-- Data shown follows --
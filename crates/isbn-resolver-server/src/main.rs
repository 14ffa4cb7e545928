//! ISBN resolver server: entry point.

use clap::{CommandFactory, Parser, Subcommand};
use clap_complete::Shell;

use isbn_resolver_server::config::ServerConfig;

#[derive(Parser)]
#[command(
    name = "isbn-resolver-server",
    about = "Resolve book title and author by ISBN across catalog sources",
    version
)]
struct Cli {
    /// Log level (trace, debug, info, warn, error).
    #[arg(long, default_value = "info", global = true)]
    log_level: String,

    #[command(flatten)]
    config: ServerConfig,

    #[command(subcommand)]
    command: Option<Commands>,
}

#[derive(Subcommand)]
enum Commands {
    /// Start the HTTP server (default).
    Serve,

    /// Resolve one ISBN and print the JSON a search route would return.
    Lookup {
        /// ISBN to resolve.
        isbn: String,

        /// Use the NCL-first chain with provenance tags.
        #[arg(long)]
        ncl: bool,
    },

    /// Generate shell completion scripts.
    ///
    /// Examples:
    ///   isbn-resolver-server completions bash > ~/.local/share/bash-completion/completions/isbn-resolver-server
    ///   isbn-resolver-server completions zsh > ~/.zfunc/_isbn-resolver-server
    Completions {
        /// Shell type (bash, zsh, fish, powershell, elvish).
        shell: Shell,
    },
}

#[tokio::main]
async fn main() -> anyhow::Result<()> {
    let cli = Cli::parse();

    let filter = tracing_subscriber::EnvFilter::try_from_default_env()
        .unwrap_or_else(|_| tracing_subscriber::EnvFilter::new(&cli.log_level));

    tracing_subscriber::fmt()
        .with_env_filter(filter)
        .with_writer(std::io::stderr)
        .init();

    match cli.command.unwrap_or(Commands::Serve) {
        Commands::Serve => {
            isbn_resolver_server::serve(&cli.config).await?;
        }

        Commands::Lookup { isbn, ncl } => {
            let resolver = cli.config.build_resolver();
            let records = if ncl {
                resolver.search_with_provenance(&isbn).await
            } else {
                resolver.search(&isbn).await
            };
            println!("{}", serde_json::to_string_pretty(&records)?);
        }

        Commands::Completions { shell } => {
            let mut cmd = Cli::command();
            clap_complete::generate(
                shell,
                &mut cmd,
                "isbn-resolver-server",
                &mut std::io::stdout(),
            );
        }
    }

    Ok(())
}
//! Request and error types for the HTTP surface.

pub mod error;

pub use error::{ApiError, ApiResult};

/// Query string of both search routes.
#[derive(Debug, Clone, Default, PartialEq, Eq)]
pub struct IsbnQuery {
    pub isbn: Option<String>,
}

impl IsbnQuery {
    /// Pick `isbn` out of raw query pairs. A repeated key keeps its first value.
    pub fn from_pairs(pairs: Vec<(String, String)>) -> Self {
        let isbn = pairs
            .into_iter()
            .find(|(key, _)| key == "isbn")
            .map(|(_, value)| value);
        Self { isbn }
    }
}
-- Data shown concluded --
Going down the listing above, begin printing at the line with "repository 14ffa4cb7e545928" and finish with the line with "zsh > ~/.zfunc/_isbn-resolver-server", exactly as they appear.

repository 14ffa4cb7e545928
//! ISBN resolver server: entry point.

use clap::{CommandFactory, Parser, Subcommand};
use clap_complete::Shell;

use isbn_resolver_server::config::ServerConfig;

#[derive(Parser)]
#[command(
    name = "isbn-resolver-server",
    about = "Resolve book title and author by ISBN across catalog sources",
    version
)]
struct Cli {
    /// Log level (trace, debug, info, warn, error).
    #[arg(long, default_value = "info", global = true)]
    log_level: String,

    #[command(flatten)]
    config: ServerConfig,

    #[command(subcommand)]
    command: Option<Commands>,
}

#[derive(Subcommand)]
enum Commands {
    /// Start the HTTP server (default).
    Serve,

    /// Resolve one ISBN and print the JSON a search route would return.
    Lookup {
        /// ISBN to resolve.
        isbn: String,

        /// Use the NCL-first chain with provenance tags.
        #[arg(long)]
        ncl: bool,
    },

    /// Generate shell completion scripts.
    ///
    /// Examples:
    ///   isbn-resolver-server completions bash > ~/.local/share/bash-completion/completions/isbn-resolver-server
    ///   isbn-resolver-server completions zsh > ~/.zfunc/_isbn-resolver-server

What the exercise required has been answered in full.